Work instructions
Scan the material for the word "copied", and copy each line where it shows up.

Records to use

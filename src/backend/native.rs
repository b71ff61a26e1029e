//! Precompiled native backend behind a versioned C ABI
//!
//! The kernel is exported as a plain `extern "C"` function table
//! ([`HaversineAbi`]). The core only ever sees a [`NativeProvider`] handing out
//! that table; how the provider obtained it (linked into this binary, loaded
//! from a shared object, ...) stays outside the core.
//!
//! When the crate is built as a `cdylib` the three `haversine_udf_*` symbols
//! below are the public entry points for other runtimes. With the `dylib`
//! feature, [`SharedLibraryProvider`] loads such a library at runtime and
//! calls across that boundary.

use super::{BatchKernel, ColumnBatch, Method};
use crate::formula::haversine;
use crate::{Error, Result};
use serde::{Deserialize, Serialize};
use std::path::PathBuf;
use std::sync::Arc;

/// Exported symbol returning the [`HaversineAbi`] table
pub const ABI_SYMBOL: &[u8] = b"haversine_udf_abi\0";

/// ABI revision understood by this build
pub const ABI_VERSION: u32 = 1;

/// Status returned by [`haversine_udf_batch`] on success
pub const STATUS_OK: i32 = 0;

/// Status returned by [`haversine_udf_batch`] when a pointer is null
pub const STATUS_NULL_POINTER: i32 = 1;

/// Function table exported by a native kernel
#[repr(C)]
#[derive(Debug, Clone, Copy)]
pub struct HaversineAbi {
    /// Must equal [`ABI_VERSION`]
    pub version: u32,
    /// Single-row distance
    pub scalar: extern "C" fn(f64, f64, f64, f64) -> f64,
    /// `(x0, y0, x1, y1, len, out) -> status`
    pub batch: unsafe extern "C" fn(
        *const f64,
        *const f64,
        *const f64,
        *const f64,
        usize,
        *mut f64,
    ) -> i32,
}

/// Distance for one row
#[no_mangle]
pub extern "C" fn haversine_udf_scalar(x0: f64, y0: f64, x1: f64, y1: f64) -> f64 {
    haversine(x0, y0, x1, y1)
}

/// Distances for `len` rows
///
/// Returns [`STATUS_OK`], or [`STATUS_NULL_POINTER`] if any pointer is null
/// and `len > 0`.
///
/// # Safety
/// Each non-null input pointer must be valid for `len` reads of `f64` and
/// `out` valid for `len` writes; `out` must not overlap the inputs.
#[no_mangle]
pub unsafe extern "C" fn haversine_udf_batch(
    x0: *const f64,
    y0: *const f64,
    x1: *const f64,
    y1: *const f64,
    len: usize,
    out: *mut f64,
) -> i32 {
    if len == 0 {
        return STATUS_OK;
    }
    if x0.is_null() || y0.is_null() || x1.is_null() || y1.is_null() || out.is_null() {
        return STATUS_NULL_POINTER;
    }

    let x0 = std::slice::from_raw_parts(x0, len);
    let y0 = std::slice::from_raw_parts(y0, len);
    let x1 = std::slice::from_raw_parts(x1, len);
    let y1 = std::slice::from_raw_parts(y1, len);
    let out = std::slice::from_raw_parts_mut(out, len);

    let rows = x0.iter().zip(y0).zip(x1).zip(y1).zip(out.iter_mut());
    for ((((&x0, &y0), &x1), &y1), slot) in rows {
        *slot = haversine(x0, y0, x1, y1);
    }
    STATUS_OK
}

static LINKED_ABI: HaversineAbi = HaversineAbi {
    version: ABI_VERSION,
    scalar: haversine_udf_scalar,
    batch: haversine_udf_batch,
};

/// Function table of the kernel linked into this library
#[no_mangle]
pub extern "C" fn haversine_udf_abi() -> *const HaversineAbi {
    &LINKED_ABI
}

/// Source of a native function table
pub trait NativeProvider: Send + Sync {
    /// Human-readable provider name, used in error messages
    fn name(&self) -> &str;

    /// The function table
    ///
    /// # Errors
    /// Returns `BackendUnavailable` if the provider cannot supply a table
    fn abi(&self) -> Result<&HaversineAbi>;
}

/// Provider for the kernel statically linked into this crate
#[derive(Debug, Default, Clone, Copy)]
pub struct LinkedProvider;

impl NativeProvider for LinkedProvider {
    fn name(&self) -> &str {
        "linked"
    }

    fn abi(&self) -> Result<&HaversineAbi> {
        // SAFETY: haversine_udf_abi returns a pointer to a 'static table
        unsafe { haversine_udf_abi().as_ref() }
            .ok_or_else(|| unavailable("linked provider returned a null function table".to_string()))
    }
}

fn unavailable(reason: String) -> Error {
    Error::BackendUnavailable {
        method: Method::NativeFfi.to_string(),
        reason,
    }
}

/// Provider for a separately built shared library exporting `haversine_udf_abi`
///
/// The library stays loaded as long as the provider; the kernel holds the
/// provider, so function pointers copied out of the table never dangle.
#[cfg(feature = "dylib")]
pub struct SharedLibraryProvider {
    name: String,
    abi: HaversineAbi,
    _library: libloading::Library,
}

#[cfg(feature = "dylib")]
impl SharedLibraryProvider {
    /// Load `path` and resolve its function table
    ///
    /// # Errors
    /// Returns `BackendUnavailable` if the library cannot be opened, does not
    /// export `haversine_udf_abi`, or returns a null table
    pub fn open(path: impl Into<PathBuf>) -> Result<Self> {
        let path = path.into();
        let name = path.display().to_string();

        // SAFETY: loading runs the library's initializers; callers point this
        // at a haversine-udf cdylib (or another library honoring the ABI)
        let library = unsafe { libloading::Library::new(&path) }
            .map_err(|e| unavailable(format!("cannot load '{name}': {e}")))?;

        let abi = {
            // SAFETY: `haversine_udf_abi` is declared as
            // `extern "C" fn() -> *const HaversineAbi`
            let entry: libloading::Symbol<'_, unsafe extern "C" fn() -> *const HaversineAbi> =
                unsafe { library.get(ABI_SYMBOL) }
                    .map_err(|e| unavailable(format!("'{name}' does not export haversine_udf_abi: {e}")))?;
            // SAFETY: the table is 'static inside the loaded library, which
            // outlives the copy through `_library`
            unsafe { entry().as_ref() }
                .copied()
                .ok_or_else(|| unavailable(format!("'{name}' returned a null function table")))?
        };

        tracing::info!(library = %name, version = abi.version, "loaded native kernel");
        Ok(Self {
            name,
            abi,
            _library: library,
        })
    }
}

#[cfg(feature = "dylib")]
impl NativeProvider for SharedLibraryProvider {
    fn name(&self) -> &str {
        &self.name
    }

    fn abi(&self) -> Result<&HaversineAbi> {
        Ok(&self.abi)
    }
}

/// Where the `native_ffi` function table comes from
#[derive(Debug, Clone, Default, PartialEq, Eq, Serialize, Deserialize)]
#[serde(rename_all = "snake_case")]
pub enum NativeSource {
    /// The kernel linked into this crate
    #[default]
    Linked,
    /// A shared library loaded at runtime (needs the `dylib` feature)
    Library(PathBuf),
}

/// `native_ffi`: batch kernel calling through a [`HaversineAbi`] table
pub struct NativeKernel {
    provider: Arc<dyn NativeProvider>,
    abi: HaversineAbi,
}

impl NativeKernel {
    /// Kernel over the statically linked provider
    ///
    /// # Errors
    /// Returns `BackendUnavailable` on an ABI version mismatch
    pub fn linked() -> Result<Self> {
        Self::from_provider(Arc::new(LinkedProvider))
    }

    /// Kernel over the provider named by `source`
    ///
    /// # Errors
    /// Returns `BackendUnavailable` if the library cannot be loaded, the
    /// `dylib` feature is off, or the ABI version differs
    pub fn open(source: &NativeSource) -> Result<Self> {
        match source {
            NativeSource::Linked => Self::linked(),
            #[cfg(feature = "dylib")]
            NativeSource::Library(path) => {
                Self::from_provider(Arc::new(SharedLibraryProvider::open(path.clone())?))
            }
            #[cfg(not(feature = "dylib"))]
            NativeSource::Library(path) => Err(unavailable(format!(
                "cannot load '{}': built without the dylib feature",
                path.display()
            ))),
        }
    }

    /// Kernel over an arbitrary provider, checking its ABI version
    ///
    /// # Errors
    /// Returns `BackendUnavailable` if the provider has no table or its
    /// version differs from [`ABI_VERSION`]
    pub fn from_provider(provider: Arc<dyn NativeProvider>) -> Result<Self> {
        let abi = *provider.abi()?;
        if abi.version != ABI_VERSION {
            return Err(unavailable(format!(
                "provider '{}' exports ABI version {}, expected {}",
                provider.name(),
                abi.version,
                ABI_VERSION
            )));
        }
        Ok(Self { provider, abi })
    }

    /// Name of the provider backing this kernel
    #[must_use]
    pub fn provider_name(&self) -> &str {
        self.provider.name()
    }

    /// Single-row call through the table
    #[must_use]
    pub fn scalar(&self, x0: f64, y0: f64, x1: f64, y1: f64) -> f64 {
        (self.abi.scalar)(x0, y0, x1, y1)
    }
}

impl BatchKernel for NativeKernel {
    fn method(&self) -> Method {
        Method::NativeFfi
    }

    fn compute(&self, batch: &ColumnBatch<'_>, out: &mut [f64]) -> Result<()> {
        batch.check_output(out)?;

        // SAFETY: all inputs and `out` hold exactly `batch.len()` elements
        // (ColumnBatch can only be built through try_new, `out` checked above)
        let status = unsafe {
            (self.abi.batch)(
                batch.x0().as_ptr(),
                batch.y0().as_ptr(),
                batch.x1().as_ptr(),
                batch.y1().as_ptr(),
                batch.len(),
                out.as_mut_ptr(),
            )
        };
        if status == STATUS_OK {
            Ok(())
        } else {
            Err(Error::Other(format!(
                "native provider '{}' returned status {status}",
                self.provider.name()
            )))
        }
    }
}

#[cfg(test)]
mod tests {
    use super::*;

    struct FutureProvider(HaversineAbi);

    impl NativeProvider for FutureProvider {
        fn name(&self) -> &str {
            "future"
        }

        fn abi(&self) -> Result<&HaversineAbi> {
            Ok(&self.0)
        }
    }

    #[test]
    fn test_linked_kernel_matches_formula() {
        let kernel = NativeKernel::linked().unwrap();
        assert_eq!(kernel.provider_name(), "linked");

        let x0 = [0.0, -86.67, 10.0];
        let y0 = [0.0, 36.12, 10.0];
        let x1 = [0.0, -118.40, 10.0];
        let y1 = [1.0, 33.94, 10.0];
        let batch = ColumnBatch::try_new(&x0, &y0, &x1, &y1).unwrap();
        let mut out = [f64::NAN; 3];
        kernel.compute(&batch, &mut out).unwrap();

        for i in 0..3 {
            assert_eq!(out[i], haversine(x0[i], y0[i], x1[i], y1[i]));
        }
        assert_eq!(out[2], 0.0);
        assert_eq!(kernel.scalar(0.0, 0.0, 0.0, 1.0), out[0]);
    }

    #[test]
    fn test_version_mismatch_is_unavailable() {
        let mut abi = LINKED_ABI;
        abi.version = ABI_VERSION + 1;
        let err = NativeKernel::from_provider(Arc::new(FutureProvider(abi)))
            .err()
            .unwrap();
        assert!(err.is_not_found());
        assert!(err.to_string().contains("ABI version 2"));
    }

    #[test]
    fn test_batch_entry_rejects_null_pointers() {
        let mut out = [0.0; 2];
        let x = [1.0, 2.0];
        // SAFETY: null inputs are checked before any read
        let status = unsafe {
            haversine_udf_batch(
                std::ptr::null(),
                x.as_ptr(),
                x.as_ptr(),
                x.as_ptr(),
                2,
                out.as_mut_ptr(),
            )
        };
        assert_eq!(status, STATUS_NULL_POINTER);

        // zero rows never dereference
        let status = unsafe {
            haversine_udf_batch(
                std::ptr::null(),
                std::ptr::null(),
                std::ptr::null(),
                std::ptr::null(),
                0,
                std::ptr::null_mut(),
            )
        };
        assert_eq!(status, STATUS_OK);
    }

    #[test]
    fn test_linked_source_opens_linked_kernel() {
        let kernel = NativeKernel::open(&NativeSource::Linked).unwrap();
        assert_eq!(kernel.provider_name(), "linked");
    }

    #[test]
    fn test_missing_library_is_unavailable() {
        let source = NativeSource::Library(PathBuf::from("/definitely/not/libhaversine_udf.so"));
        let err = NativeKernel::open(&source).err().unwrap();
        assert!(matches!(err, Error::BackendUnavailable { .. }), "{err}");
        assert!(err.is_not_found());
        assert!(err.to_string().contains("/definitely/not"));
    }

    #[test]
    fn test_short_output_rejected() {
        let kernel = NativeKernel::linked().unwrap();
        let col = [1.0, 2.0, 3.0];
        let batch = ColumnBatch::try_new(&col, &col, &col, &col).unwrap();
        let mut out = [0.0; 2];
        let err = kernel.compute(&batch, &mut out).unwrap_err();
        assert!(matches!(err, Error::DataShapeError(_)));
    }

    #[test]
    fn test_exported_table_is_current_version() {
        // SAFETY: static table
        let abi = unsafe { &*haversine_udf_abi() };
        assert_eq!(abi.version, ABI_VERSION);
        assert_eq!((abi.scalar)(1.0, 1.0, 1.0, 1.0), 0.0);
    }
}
--
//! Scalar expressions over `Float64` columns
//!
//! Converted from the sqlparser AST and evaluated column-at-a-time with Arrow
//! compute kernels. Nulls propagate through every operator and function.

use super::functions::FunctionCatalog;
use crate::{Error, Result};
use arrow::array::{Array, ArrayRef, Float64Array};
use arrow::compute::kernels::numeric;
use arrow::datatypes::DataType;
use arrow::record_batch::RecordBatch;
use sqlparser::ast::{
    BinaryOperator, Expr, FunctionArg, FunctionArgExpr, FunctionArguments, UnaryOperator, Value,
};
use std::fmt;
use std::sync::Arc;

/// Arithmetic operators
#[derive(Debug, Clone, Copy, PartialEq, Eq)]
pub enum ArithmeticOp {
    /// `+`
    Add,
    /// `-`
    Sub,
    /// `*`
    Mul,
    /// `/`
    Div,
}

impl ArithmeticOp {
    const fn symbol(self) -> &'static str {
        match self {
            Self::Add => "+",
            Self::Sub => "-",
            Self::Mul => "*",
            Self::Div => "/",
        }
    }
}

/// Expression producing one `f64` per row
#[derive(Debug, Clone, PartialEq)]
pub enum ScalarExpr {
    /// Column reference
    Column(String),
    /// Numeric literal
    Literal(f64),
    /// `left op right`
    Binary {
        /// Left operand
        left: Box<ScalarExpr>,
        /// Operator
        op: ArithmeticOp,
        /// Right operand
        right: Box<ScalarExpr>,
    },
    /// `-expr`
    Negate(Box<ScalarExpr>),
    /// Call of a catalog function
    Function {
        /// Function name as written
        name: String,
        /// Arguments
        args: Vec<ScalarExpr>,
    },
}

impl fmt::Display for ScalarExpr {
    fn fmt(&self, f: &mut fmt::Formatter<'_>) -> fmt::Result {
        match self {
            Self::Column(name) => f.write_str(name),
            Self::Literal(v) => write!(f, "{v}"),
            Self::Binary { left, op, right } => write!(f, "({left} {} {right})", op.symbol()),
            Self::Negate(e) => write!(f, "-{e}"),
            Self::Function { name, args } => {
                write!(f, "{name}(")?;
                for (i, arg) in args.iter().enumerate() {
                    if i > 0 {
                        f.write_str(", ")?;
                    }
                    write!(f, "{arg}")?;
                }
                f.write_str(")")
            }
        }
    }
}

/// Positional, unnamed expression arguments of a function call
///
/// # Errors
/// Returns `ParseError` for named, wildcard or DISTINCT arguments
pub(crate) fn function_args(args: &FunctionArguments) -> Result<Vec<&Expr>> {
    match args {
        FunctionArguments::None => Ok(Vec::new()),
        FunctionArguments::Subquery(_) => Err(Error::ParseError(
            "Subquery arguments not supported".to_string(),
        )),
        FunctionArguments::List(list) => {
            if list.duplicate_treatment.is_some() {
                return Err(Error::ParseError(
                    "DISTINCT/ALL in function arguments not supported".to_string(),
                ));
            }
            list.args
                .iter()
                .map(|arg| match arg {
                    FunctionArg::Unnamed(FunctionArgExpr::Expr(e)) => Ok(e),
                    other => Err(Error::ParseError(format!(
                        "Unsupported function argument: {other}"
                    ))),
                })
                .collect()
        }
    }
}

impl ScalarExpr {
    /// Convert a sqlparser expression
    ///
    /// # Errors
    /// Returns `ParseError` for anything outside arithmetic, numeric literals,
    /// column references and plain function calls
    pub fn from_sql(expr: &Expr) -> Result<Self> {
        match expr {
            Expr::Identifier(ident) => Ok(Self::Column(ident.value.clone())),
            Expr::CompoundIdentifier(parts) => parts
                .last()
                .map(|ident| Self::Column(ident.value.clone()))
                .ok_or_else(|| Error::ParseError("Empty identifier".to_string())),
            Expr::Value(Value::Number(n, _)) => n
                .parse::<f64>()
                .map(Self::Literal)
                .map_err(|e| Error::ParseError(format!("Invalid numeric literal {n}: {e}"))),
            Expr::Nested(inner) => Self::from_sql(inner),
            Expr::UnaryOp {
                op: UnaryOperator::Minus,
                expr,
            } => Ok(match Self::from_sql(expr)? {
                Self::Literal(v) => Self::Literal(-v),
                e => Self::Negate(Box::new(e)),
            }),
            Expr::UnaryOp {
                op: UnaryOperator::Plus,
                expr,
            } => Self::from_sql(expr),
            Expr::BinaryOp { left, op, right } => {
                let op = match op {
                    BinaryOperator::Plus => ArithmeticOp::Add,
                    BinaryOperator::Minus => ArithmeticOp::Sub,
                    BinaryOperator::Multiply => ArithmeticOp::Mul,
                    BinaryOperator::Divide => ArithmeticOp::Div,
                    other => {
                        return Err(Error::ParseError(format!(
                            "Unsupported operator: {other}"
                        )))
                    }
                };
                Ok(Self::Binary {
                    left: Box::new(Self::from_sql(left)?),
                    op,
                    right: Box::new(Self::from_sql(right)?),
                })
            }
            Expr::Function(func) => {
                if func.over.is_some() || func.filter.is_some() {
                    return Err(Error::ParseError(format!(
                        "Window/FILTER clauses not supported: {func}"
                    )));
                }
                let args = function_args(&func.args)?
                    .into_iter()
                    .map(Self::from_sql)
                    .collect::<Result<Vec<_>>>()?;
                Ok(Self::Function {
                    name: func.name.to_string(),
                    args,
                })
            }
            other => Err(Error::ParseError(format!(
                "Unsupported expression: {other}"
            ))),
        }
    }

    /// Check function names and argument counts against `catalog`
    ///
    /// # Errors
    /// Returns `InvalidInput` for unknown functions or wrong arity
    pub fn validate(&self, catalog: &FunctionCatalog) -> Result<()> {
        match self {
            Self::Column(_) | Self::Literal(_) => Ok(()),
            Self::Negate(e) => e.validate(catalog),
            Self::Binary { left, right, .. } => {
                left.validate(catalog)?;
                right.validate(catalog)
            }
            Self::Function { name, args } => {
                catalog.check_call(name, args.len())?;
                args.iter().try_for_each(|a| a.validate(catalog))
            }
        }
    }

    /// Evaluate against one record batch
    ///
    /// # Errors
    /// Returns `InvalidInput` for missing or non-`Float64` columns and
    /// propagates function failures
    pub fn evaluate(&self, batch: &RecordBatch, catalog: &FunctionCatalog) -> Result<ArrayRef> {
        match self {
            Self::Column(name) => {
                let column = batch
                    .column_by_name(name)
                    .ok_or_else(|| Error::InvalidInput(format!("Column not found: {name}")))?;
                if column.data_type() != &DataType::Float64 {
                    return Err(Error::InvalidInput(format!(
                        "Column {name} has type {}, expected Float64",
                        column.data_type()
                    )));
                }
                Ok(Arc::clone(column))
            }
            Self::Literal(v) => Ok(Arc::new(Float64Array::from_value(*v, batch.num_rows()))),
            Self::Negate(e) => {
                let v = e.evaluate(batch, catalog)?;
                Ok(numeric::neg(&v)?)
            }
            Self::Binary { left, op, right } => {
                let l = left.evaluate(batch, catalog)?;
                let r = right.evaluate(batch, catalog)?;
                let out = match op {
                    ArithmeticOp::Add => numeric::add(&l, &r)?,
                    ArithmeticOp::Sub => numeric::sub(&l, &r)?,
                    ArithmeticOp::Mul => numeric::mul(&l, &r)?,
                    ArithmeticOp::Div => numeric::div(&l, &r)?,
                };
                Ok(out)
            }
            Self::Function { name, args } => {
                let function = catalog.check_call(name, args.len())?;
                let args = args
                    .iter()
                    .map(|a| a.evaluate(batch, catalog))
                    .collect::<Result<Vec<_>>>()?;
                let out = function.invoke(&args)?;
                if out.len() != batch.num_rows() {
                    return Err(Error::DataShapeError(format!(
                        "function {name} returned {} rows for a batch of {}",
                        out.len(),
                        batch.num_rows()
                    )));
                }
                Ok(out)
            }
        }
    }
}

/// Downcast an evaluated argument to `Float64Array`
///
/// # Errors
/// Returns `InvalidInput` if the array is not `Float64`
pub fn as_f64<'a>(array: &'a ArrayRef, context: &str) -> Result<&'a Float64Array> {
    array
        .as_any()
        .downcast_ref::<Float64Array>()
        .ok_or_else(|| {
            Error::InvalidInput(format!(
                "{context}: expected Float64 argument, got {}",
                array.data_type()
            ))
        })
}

Result for this exercise
/// provider, so function pointers copied out of the table never dangle.
                .copied()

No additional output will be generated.